#### WHAT YOU NEED TO DO
Reply with every entry, repeated exactly as given.

┌─ RECORDS PROVIDED

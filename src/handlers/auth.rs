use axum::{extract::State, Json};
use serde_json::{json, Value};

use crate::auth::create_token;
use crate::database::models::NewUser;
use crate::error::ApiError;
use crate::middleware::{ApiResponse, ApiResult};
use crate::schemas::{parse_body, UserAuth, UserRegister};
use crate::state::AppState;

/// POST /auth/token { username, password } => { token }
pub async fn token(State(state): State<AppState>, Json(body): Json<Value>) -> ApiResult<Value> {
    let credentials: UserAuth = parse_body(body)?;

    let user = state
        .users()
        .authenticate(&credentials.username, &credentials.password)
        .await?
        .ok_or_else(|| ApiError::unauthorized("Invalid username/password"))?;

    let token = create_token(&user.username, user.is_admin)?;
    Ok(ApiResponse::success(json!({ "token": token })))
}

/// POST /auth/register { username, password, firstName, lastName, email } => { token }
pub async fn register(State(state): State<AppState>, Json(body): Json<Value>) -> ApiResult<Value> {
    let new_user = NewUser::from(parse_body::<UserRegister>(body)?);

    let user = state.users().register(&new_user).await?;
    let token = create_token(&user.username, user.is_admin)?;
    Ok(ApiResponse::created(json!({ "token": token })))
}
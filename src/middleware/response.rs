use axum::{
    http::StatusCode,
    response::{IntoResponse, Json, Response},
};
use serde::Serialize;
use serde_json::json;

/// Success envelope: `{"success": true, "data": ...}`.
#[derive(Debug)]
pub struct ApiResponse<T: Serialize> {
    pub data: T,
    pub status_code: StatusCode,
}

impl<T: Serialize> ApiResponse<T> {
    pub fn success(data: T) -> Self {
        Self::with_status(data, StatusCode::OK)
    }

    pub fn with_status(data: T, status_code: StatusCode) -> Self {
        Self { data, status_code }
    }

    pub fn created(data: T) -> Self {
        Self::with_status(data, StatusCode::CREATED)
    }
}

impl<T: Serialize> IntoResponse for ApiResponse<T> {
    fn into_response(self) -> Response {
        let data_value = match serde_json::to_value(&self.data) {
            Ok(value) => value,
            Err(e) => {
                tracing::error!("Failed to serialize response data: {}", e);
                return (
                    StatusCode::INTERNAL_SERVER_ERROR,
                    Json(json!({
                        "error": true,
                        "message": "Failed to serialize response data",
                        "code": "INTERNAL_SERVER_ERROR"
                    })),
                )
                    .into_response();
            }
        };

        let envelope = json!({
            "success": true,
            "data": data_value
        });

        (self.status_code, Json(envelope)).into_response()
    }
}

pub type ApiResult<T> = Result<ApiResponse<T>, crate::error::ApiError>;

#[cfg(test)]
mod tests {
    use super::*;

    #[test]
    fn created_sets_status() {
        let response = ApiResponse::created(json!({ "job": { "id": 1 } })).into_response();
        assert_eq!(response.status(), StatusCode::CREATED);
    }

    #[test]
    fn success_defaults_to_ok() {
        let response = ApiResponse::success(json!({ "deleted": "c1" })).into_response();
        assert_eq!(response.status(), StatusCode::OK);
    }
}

└─

#### PROBLEM SOLUTION
filename src/handlers/auth.rs
use axum::{extract::State, Json};
use serde_json::{json, Value};

use crate::auth::create_token;
use crate::database::models::NewUser;
use crate::error::ApiError;
use crate::middleware::{ApiResponse, ApiResult};
use crate::schemas::{parse_body, UserAuth, UserRegister};
use crate::state::AppState;

/// POST /auth/token { username, password } => { token }
pub async fn token(State(state): State<AppState>, Json(body): Json<Value>) -> ApiResult<Value> {
    let credentials: UserAuth = parse_body(body)?;

    let user = state
        .users()
        .authenticate(&credentials.username, &credentials.password)
        .await?
        .ok_or_else(|| ApiError::unauthorized("Invalid username/password"))?;

    let token = create_token(&user.username, user.is_admin)?;
    Ok(ApiResponse::success(json!({ "token": token })))
}

/// POST /auth/register { username, password, firstName, lastName, email } => { token }
pub async fn register(State(state): State<AppState>, Json(body): Json<Value>) -> ApiResult<Value> {
    let new_user = NewUser::from(parse_body::<UserRegister>(body)?);

    let user = state.users().register(&new_user).await?;
    let token = create_token(&user.username, user.is_admin)?;
    Ok(ApiResponse::created(json!({ "token": token })))
}
filename src/middleware/response.rs
use axum::{
    http::StatusCode,
    response::{IntoResponse, Json, Response},
};
use serde::Serialize;
use serde_json::json;

/// Success envelope: `{"success": true, "data": ...}`.
#[derive(Debug)]
pub struct ApiResponse<T: Serialize> {
    pub data: T,
    pub status_code: StatusCode,
}

impl<T: Serialize> ApiResponse<T> {
    pub fn success(data: T) -> Self {
        Self::with_status(data, StatusCode::OK)
    }

    pub fn with_status(data: T, status_code: StatusCode) -> Self {
        Self { data, status_code }
    }

    pub fn created(data: T) -> Self {
        Self::with_status(data, StatusCode::CREATED)
    }
}

impl<T: Serialize> IntoResponse for ApiResponse<T> {
    fn into_response(self) -> Response {
        let data_value = match serde_json::to_value(&self.data) {
            Ok(value) => value,
            Err(e) => {
                tracing::error!("Failed to serialize response data: {}", e);
                return (
                    StatusCode::INTERNAL_SERVER_ERROR,
                    Json(json!({
                        "error": true,
                        "message": "Failed to serialize response data",
                        "code": "INTERNAL_SERVER_ERROR"
                    })),
                )
                    .into_response();
            }
        };

        let envelope = json!({
            "success": true,
            "data": data_value
        });

        (self.status_code, Json(envelope)).into_response()
    }
}

pub type ApiResult<T> = Result<ApiResponse<T>, crate::error::ApiError>;

#[cfg(test)]
mod tests {
    use super::*;

    #[test]
    fn created_sets_status() {
        let response = ApiResponse::created(json!({ "job": { "id": 1 } })).into_response();
        assert_eq!(response.status(), StatusCode::CREATED);
    }

    #[test]
    fn success_defaults_to_ok() {
        let response = ApiResponse::success(json!({ "deleted": "c1" })).into_response();
        assert_eq!(response.status(), StatusCode::OK);
    }
}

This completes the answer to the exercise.